**** MATERIAL SUPPLIED

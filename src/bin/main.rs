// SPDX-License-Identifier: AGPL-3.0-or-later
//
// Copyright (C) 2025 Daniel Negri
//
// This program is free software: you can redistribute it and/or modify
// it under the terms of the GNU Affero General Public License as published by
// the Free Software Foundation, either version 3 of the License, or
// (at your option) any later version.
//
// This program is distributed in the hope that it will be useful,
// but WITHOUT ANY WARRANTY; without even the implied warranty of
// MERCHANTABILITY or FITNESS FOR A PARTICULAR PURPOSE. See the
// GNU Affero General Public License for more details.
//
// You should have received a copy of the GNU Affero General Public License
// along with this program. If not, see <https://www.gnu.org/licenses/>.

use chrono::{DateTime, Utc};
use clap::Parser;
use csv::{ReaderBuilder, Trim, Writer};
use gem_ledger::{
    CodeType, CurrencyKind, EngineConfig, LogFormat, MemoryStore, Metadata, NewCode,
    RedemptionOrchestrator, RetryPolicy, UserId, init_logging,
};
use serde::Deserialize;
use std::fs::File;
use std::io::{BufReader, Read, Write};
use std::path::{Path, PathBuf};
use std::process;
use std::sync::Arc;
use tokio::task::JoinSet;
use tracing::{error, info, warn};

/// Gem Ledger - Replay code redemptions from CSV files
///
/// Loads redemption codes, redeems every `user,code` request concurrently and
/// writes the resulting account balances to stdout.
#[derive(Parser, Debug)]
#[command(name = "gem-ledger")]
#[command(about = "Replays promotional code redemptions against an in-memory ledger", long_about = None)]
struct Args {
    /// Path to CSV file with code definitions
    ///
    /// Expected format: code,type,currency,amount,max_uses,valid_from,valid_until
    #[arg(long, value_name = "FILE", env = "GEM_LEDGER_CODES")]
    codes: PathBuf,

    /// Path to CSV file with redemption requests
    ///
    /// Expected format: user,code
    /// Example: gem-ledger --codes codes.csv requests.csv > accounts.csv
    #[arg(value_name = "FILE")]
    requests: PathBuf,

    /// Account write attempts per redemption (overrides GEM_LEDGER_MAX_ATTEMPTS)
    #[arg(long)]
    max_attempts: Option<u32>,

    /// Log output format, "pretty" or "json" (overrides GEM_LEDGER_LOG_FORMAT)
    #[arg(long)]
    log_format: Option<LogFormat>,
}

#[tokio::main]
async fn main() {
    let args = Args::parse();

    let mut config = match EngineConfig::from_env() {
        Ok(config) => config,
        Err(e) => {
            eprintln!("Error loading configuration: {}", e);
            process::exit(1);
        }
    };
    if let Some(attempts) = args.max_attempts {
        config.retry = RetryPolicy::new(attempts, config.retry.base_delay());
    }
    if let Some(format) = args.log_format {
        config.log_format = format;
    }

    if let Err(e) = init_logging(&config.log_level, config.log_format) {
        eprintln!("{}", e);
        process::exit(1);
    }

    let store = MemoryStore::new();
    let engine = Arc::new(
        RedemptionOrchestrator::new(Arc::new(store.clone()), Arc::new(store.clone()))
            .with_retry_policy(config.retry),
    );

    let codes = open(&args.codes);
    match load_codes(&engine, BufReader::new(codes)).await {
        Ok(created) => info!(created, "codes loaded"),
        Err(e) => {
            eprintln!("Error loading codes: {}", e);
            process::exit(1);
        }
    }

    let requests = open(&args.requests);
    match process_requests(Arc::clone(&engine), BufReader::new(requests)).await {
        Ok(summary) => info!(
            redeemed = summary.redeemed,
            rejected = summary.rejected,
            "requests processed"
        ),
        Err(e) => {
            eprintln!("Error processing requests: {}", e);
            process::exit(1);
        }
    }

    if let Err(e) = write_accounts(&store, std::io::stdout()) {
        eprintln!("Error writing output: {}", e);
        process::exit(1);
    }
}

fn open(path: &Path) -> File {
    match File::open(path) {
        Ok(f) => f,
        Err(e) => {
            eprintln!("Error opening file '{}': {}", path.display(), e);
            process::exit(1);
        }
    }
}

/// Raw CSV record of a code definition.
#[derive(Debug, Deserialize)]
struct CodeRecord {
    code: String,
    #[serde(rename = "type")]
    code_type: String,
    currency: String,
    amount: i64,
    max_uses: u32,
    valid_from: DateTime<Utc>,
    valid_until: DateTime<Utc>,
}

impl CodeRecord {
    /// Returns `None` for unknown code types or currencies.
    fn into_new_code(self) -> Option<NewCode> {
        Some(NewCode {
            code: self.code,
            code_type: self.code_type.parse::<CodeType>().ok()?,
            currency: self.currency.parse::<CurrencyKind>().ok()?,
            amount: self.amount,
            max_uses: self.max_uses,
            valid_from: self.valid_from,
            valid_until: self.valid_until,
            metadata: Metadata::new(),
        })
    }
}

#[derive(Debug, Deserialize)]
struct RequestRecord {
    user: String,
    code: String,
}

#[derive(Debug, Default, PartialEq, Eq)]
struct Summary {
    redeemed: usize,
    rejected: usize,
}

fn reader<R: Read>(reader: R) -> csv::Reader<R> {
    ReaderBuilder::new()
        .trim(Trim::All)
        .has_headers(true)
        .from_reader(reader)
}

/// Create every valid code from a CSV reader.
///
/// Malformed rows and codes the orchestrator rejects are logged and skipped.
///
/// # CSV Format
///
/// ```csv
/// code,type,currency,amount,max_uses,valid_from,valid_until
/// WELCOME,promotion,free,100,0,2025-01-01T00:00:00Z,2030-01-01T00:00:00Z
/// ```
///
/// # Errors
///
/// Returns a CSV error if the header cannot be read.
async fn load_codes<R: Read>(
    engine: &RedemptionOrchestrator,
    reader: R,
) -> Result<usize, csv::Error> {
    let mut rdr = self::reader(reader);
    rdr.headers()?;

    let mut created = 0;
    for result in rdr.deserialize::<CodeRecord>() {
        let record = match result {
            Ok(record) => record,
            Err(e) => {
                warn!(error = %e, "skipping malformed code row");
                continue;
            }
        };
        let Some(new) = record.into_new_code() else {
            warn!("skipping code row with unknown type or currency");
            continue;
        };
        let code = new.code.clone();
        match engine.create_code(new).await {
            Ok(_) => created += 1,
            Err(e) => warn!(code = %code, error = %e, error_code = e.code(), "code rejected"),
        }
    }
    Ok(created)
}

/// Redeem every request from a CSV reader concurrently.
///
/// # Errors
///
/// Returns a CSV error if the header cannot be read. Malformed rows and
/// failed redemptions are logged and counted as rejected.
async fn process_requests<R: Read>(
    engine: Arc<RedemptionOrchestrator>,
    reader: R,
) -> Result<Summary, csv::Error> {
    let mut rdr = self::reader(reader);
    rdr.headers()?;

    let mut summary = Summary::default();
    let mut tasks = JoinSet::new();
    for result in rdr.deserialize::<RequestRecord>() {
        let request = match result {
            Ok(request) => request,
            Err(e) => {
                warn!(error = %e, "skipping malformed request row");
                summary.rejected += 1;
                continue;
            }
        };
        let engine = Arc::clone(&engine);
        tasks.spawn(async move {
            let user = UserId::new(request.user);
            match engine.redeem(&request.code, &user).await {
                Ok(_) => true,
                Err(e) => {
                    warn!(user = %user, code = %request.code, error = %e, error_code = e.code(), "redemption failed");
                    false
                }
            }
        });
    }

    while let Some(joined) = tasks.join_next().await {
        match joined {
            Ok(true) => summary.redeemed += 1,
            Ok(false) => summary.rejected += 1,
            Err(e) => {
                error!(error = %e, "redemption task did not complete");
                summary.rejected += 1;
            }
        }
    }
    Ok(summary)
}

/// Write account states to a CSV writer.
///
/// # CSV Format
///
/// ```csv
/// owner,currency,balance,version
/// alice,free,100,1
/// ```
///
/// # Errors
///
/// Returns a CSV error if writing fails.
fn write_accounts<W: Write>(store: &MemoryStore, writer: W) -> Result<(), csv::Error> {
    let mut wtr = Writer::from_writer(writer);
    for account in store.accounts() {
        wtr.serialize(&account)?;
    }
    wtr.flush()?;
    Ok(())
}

********

WORK REQUEST:
The answer must be every line from the records above that contains the word "clone", copied in full.

TASK RESULT:
        RedemptionOrchestrator::new(Arc::new(store.clone()), Arc::new(store.clone()))
    match process_requests(Arc::clone(&engine), BufReader::new(requests)).await {
        let code = new.code.clone();
        let engine = Arc::clone(&engine);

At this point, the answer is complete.